AIM OF THE EXERCISE — Two lines in the data below mark the range: the one with "pub fn new(numeric: Numeric)" and the one with "impl<'a, D: Digest128>". Return both, along with every line between them, exactly.

DATA TO USE —
⁂

// Phonetic fragment tables
//
// Three fixed, ordered lists of letter sequences. Each list starts with a
// "simple" part (single letters or traditional sounds) followed by a
// "complex" part (letter clusters). The boundary index and the order of
// every entry are part of the output contract: changing either changes
// every generated word.

use phonetic_core::enums::Slot;

/// An ordered fragment table split into a simple prefix and complex rest.
#[derive(Debug, Clone, Copy, PartialEq, Eq)]
pub struct PhoneticTable {
    pub slot: Slot,
    pub fragments: &'static [&'static str],
    /// Number of leading fragments that count as simple.
    pub simple_len: usize,
}

impl PhoneticTable {
    pub fn len(&self) -> usize {
        self.fragments.len()
    }

    pub fn is_empty(&self) -> bool {
        self.fragments.is_empty()
    }

    pub fn get(&self, index: usize) -> Option<&'static str> {
        self.fragments.get(index).copied()
    }

    pub fn simple(&self) -> &'static [&'static str] {
        &self.fragments[..self.simple_len]
    }

    pub fn complex(&self) -> &'static [&'static str] {
        &self.fragments[self.simple_len..]
    }

    /// Index of `fragment` in the table, if present.
    pub fn position(&self, fragment: &str) -> Option<usize> {
        self.fragments.iter().position(|f| *f == fragment)
    }
}

/// Consonant openers, sound best before a vowel.
pub const PRE: PhoneticTable = PhoneticTable {
    slot: Slot::Pre,
    fragments: &[
        // simple
        "b", "c", "d", "f", "g", "h", "j", "k", "l", "m", "n", "p", "qu", "r", "s", "t",
        // complex
        "bl", "ch", "cl", "cr", "dr", "fl", "fr", "gl", "gr", "kl", "kr", "ph", "pr", "pl", "sc",
        "sh", "sl", "sn", "sr", "st", "str", "sw", "th", "tr", "br", "v", "w", "y", "z",
    ],
    simple_len: 16,
};

/// Vowel sounds.
pub const MID: PhoneticTable = PhoneticTable {
    slot: Slot::Mid,
    fragments: &[
        // simple
        "a", "e", "i", "o", "u",
        // complex
        "ee", "ie", "io", "oo", "ou", "ue",
    ],
    simple_len: 5,
};

/// Consonant closers, sound best after a vowel.
pub const POST: PhoneticTable = PhoneticTable {
    slot: Slot::Post,
    fragments: &[
        // simple
        "b", "d", "f", "g", "k", "l", "m", "n", "p", "r", "s", "t", "y",
        // complex
        "ch", "ck", "ln", "nk", "ng", "rn", "sh", "sk", "st", "th", "x", "z",
    ],
    simple_len: 13,
};

/// The table serving `slot`.
pub fn table(slot: Slot) -> &'static PhoneticTable {
    match slot {
        Slot::Pre => &PRE,
        Slot::Mid => &MID,
        Slot::Post => &POST,
    }
}

#[cfg(test)]
mod tests {
    use super::*;

    #[test]
    fn simple_boundaries() {
        assert_eq!(PRE.simple_len, 16);
        assert_eq!(MID.simple_len, 5);
        assert_eq!(POST.simple_len, 13);
    }

    #[test]
    fn table_sizes() {
        assert_eq!(PRE.len(), 45);
        assert_eq!(MID.len(), 11);
        assert_eq!(POST.len(), 25);
    }

    #[test]
    fn boundaries_lie_inside_tables() {
        for slot in Slot::ALL {
            let t = table(slot);
            assert_eq!(t.slot, slot);
            assert!(t.simple_len > 0 && t.simple_len < t.len());
            assert_eq!(t.simple().len() + t.complex().len(), t.len());
        }
    }

    #[test]
    fn simple_parts() {
        assert_eq!(MID.simple(), &["a", "e", "i", "o", "u"]);
        assert_eq!(PRE.simple().last(), Some(&"t"));
        assert_eq!(PRE.complex().first(), Some(&"bl"));
        assert_eq!(POST.simple().last(), Some(&"y"));
        assert_eq!(POST.complex().first(), Some(&"ch"));
    }

    #[test]
    fn fragments_are_lowercase_ascii_letters() {
        for slot in Slot::ALL {
            for fragment in table(slot).fragments {
                assert!(!fragment.is_empty());
                assert!(fragment.chars().all(|c| c.is_ascii_lowercase()), "{fragment}");
            }
        }
    }

    #[test]
    fn fragments_are_unique_within_table() {
        for slot in Slot::ALL {
            let t = table(slot);
            for (i, fragment) in t.fragments.iter().enumerate() {
                assert_eq!(t.position(fragment), Some(i), "duplicate {fragment} in {slot}");
            }
        }
    }

    #[test]
    fn get_out_of_range() {
        assert_eq!(MID.get(4), Some("u"));
        assert_eq!(MID.get(11), None);
    }
}
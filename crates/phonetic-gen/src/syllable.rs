// Syllable state machine and fragment selection
//
// A syllable is built from at most one PRE, exactly one MID and at most one
// POST fragment. Two flags carried between syllables chain pronounceability
// across syllable boundaries: a syllable that ended without a closing
// consonant forces the next one to open with a consonant, and a syllable
// that opened without one forces a closing consonant.
//
// Each emitted fragment advances the numeric state. The order of operations
// per fragment is fixed:
//   1. choose the index from the current state
//   2. append the fragment to the word
//   3. re-hash `<old state as decimal><word including the new fragment>`
// Reordering any of these changes every word after the first fragment.

use std::num::NonZeroU64;

use phonetic_core::enums::Slot;
use phonetic_core::options::ResolvedOptions;
use phonetic_hash::{Digest128, HashError, Numeric, NumericHasher, derivative};
use tracing::trace;

use crate::tables::{MID, POST, PRE, PhoneticTable};

/// Divisor applied to the derivative when deciding whether the very first
/// syllable opens with a consonant.
const PRE_ON_FIRST_DIVISOR: Numeric = 6;

/// One fragment emitted into a word.
#[derive(Debug, Clone, Copy, PartialEq, Eq, Hash)]
pub struct Fragment {
    pub slot: Slot,
    /// Index into the slot's table.
    pub index: usize,
    pub text: &'static str,
}

/// Mutable state of a single generation run.
///
/// Created fresh for every word and never shared between runs.
#[derive(Debug, Clone, PartialEq, Eq)]
pub struct WordState {
    /// The sole source of pseudo-randomness; re-derived after every fragment.
    pub numeric: Numeric,
    /// The raw word accumulated so far.
    pub word: String,
    /// Whether the previous syllable omitted its PRE fragment.
    pub last_skipped_pre: bool,
    /// Whether the previous syllable omitted its POST fragment.
    pub last_skipped_post: bool,
    /// Every fragment emitted so far, in order.
    pub fragments: Vec<Fragment>,
}

impl WordState {
    pub fn new(numeric: Numeric) -> Self {
        Self {
            numeric,
            word: String::new(),
            last_skipped_pre: false,
            last_skipped_post: false,
            fragments: Vec::new(),
        }
    }
}

/// Choose a fragment index for the given numeric state.
///
/// The fragment is drawn from the whole table unless the state selects
/// "simple" mode or `force_simple` is set, in which case only the simple
/// prefix of the table is reachable.
pub fn select_index(
    numeric: Numeric,
    table: &PhoneticTable,
    phonetic_simplicity: NonZeroU64,
    force_simple: bool,
) -> usize {
    let deriv = derivative(numeric);
    // widened so the sum is exact for any state
    let sum = u128::from(numeric) + u128::from(deriv);
    let simple = sum % u128::from(phonetic_simplicity.get()) > 0;
    let cap = if simple || force_simple {
        table.simple_len
    } else {
        table.len()
    };
    (numeric % cap as Numeric) as usize
}

/// Builds syllables into a [`WordState`] under a fixed option set.
pub struct SyllableBuilder<'a, D> {
    hasher: &'a NumericHasher<D>,
    options: &'a ResolvedOptions,
}

impl<'a, D: Digest128> SyllableBuilder<'a, D> {
    pub fn new(hasher: &'a NumericHasher<D>, options: &'a ResolvedOptions) -> Self {
        Self { hasher, options }
    }

    /// Append one syllable to `state`.
    pub fn add_syllable(&self, state: &mut WordState) -> Result<(), HashError> {
        let deriv = derivative(state.numeric);
        let compound = deriv % self.options.compound_simplicity.get() == 0;
        let first = state.word.is_empty();
        let pre_on_first = deriv % PRE_ON_FIRST_DIVISOR > 0;

        if (first && pre_on_first) || state.last_skipped_post || compound {
            self.emit(state, &PRE, false)?;
            state.last_skipped_pre = false;
        } else {
            state.last_skipped_pre = true;
        }

        // A word that starts without a consonant opens on a plain vowel.
        self.emit(state, &MID, first && state.last_skipped_pre)?;

        if state.last_skipped_pre || compound {
            self.emit(state, &POST, false)?;
            state.last_skipped_post = false;
        } else {
            state.last_skipped_post = true;
        }

        Ok(())
    }

    /// Select a fragment from `table`, append it and advance the state.
    fn emit(
        &self,
        state: &mut WordState,
        table: &PhoneticTable,
        force_simple: bool,
    ) -> Result<Fragment, HashError> {
        let index = select_index(
            state.numeric,
            table,
            self.options.phonetic_simplicity,
            force_simple,
        );
        let fragment = Fragment {
            slot: table.slot,
            index,
            text: table.fragments[index],
        };

        state.word.push_str(fragment.text);
        state.fragments.push(fragment);
        let previous = state.numeric;
        state.numeric = self.hasher.advance(previous, &state.word)?;

        trace!(
            slot = %fragment.slot,
            index,
            fragment = fragment.text,
            numeric = previous,
            "emitted fragment"
        );
        Ok(fragment)
    }
}
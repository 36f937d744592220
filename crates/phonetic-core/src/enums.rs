// Shared enums: fragment slots within a syllable

use std::fmt;

/// Position of a fragment within a syllable.
///
/// Every syllable carries at most one `Pre`, exactly one `Mid` and at most
/// one `Post` fragment, emitted in that order.
#[derive(Debug, Clone, Copy, PartialEq, Eq, PartialOrd, Ord, Hash)]
pub enum Slot {
    /// Consonant opener, sounds best before a vowel.
    Pre,
    /// Vowel sound.
    Mid,
    /// Consonant closer, sounds best after a vowel.
    Post,
}

impl Slot {
    /// All slots in emission order.
    pub const ALL: [Slot; 3] = [Slot::Pre, Slot::Mid, Slot::Post];

    /// Lowercase name used in logs and traces.
    pub fn name(self) -> &'static str {
        match self {
            Slot::Pre => "pre",
            Slot::Mid => "mid",
            Slot::Post => "post",
        }
    }
}

impl fmt::Display for Slot {
    fn fmt(&self, f: &mut fmt::Formatter<'_>) -> fmt::Result {
        f.write_str(self.name())
    }
}
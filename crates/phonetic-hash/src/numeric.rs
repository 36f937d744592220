// Salted digest to numeric state conversion
//
// The numeric state is the sum of the four little-endian 32-bit words of
// the digest of `input ++ SALT`. The sum is kept in a 64-bit accumulator:
// it can exceed `u32::MAX` (at most 4 * (2^32 - 1)), and every downstream
// modulo operates on the full, untruncated value.

use crate::digest::{Digest128, Md5Digest};
use crate::{DIGEST_LEN, HashError};

/// The numeric state type.
pub type Numeric = u64;

/// Literal appended to every hash input.
pub const SALT: &str = "-Phonetic";

/// Converts text into numeric state through an injected digest primitive.
#[derive(Debug, Clone, Default)]
pub struct NumericHasher<D = Md5Digest> {
    digest: D,
}

impl NumericHasher {
    /// A hasher over the default MD5 primitive.
    pub fn md5() -> Self {
        Self { digest: Md5Digest }
    }
}

impl<D: Digest128> NumericHasher<D> {
    pub fn new(digest: D) -> Self {
        Self { digest }
    }

    /// Hash an arbitrary string into numeric state.
    pub fn hash_str(&self, input: &str) -> Result<Numeric, HashError> {
        let mut salted = Vec::with_capacity(input.len() + SALT.len());
        salted.extend_from_slice(input.as_bytes());
        salted.extend_from_slice(SALT.as_bytes());
        sum_words(&self.digest.digest(&salted))
    }

    /// Hash a number into numeric state, using its decimal text form.
    pub fn hash_numeric(&self, input: Numeric) -> Result<Numeric, HashError> {
        self.hash_str(&input.to_string())
    }

    /// Advance the state: hash the decimal form of `numeric` followed by
    /// `word`.
    pub fn advance(&self, numeric: Numeric, word: &str) -> Result<Numeric, HashError> {
        self.hash_str(&format!("{numeric}{word}"))
    }
}

/// Sum the four little-endian 32-bit words at offsets 0, 4, 8 and 12.
fn sum_words(digest: &[u8]) -> Result<Numeric, HashError> {
    let bytes: &[u8; DIGEST_LEN] = digest.try_into().map_err(|_| HashError::DigestLength {
        expected: DIGEST_LEN,
        actual: digest.len(),
    })?;

    Ok(bytes
        .chunks_exact(4)
        .map(|word| Numeric::from(u32::from_le_bytes([word[0], word[1], word[2], word[3]])))
        .sum())
}

#[cfg(test)]
mod tests {
    use super::*;
    use rstest::rstest;

    /// A digest primitive that returns a fixed byte string.
    struct FixedDigest(Vec<u8>);

    impl Digest128 for FixedDigest {
        fn digest(&self, _input: &[u8]) -> Vec<u8> {
            self.0.clone()
        }
    }

    // -- hash_str tests --

    #[rstest]
    #[case("Tom", 7_814_207_390)]
    #[case("", 8_261_844_537)]
    #[case("0", 7_232_836_953)]
    #[case("Quiprose", 11_630_609_669)]
    fn md5_known_values(#[case] input: &str, #[case] expected: Numeric) {
        let hasher = NumericHasher::md5();
        assert_eq!(hasher.hash_str(input).unwrap(), expected);
    }

    #[test]
    fn sum_is_not_truncated_to_32_bits() {
        let hasher = NumericHasher::md5();
        assert!(hasher.hash_str("Tom").unwrap() > Numeric::from(u32::MAX));
    }

    #[test]
    fn words_are_little_endian() {
        let mut bytes = vec![0u8; DIGEST_LEN];
        bytes[0] = 1; // word 0 = 1
        bytes[5] = 1; // word 1 = 256
        bytes[10] = 1; // word 2 = 65536
        bytes[15] = 1; // word 3 = 16777216
        let hasher = NumericHasher::new(FixedDigest(bytes));
        assert_eq!(hasher.hash_str("anything").unwrap(), 1 + 256 + 65_536 + 16_777_216);
    }

    #[test]
    fn all_ones_digest_keeps_full_sum() {
        let hasher = NumericHasher::new(FixedDigest(vec![0xFF; DIGEST_LEN]));
        assert_eq!(hasher.hash_str("x").unwrap(), 4 * Numeric::from(u32::MAX));
    }

    #[test]
    fn salt_is_appended() {
        struct Echo;
        impl Digest128 for Echo {
            fn digest(&self, input: &[u8]) -> Vec<u8> {
                assert_eq!(input, b"abc-Phonetic");
                vec![0; DIGEST_LEN]
            }
        }
        assert_eq!(NumericHasher::new(Echo).hash_str("abc").unwrap(), 0);
    }

    // -- advance / hash_numeric tests --

    #[test]
    fn advance_concatenates_decimal_state_and_word() {
        let hasher = NumericHasher::md5();
        assert_eq!(
            hasher.advance(12_345, "hay").unwrap(),
            hasher.hash_str("12345hay").unwrap()
        );
        assert_eq!(hasher.advance(12_345, "hay").unwrap(), 11_214_837_546);
    }

    #[test]
    fn hash_numeric_matches_text_form() {
        let hasher = NumericHasher::md5();
        assert_eq!(hasher.hash_numeric(0).unwrap(), hasher.hash_str("0").unwrap());
    }

    // -- contract violations --

    #[rstest]
    #[case(0)]
    #[case(15)]
    #[case(17)]
    #[case(32)]
    fn wrong_digest_length_fails(#[case] len: usize) {
        let hasher = NumericHasher::new(FixedDigest(vec![0; len]));
        assert_eq!(
            hasher.hash_str("Tom"),
            Err(HashError::DigestLength {
                expected: DIGEST_LEN,
                actual: len
            })
        );
    }
}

⁂

YOUR RESPONSE —
    pub fn new(numeric: Numeric) -> Self {
        Self {
            numeric,
            word: String::new(),
            last_skipped_pre: false,
            last_skipped_post: false,
            fragments: Vec::new(),
        }
    }
}

/// Choose a fragment index for the given numeric state.
///
/// The fragment is drawn from the whole table unless the state selects
/// "simple" mode or `force_simple` is set, in which case only the simple
/// prefix of the table is reachable.
pub fn select_index(
    numeric: Numeric,
    table: &PhoneticTable,
    phonetic_simplicity: NonZeroU64,
    force_simple: bool,
) -> usize {
    let deriv = derivative(numeric);
    // widened so the sum is exact for any state
    let sum = u128::from(numeric) + u128::from(deriv);
    let simple = sum % u128::from(phonetic_simplicity.get()) > 0;
    let cap = if simple || force_simple {
        table.simple_len
    } else {
        table.len()
    };
    (numeric % cap as Numeric) as usize
}

/// Builds syllables into a [`WordState`] under a fixed option set.
pub struct SyllableBuilder<'a, D> {
    hasher: &'a NumericHasher<D>,
    options: &'a ResolvedOptions,
}

impl<'a, D: Digest128> SyllableBuilder<'a, D> {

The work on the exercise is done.